(Collected data)
+---+

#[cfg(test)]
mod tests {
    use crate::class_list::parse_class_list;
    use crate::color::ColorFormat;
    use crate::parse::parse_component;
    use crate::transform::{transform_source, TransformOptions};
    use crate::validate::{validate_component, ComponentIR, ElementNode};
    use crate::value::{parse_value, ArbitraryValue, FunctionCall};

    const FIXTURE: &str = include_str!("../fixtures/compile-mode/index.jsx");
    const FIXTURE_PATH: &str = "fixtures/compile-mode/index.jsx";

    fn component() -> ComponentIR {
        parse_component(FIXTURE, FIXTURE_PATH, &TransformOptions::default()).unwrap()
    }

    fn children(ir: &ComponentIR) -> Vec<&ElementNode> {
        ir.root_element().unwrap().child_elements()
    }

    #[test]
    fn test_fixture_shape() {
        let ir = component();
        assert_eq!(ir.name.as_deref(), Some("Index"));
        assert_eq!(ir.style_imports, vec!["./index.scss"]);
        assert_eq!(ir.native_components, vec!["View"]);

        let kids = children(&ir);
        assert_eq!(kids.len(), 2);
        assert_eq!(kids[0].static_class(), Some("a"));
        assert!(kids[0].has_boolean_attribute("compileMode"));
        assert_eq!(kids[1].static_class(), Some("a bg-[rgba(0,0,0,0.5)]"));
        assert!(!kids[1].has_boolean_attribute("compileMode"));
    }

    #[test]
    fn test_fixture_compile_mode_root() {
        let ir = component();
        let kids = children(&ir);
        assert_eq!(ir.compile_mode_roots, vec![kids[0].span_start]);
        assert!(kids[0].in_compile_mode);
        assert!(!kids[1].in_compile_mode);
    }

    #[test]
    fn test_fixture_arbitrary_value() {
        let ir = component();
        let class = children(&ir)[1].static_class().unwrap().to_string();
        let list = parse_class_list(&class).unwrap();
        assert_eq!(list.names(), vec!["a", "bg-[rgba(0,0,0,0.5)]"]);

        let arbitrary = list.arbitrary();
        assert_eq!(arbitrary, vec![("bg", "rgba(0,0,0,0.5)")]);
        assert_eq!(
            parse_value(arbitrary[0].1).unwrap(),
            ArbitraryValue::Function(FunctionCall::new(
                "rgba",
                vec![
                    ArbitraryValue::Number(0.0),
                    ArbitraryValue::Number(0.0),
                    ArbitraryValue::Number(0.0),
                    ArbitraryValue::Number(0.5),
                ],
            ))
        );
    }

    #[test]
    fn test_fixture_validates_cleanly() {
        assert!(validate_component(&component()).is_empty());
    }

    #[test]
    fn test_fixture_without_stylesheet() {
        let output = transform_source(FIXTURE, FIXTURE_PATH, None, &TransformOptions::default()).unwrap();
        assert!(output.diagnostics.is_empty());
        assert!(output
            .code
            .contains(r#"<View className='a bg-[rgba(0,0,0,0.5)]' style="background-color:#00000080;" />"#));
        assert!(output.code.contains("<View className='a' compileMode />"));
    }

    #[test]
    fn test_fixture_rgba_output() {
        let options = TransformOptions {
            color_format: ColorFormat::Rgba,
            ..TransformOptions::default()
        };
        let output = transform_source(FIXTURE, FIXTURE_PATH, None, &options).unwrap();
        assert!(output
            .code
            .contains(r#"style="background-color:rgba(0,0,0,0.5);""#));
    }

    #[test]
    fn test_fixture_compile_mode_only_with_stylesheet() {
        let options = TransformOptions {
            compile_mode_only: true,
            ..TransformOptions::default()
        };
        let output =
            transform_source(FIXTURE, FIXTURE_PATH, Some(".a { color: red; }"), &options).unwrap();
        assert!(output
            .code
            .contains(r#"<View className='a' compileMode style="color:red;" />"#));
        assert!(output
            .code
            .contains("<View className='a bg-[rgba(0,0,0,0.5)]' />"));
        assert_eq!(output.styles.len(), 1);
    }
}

+---+

Take every line above that includes the string "default" and return it.

Answer to the exercise:
        parse_component(FIXTURE, FIXTURE_PATH, &TransformOptions::default()).unwrap()
        let output = transform_source(FIXTURE, FIXTURE_PATH, None, &TransformOptions::default()).unwrap();
            ..TransformOptions::default()
            ..TransformOptions::default()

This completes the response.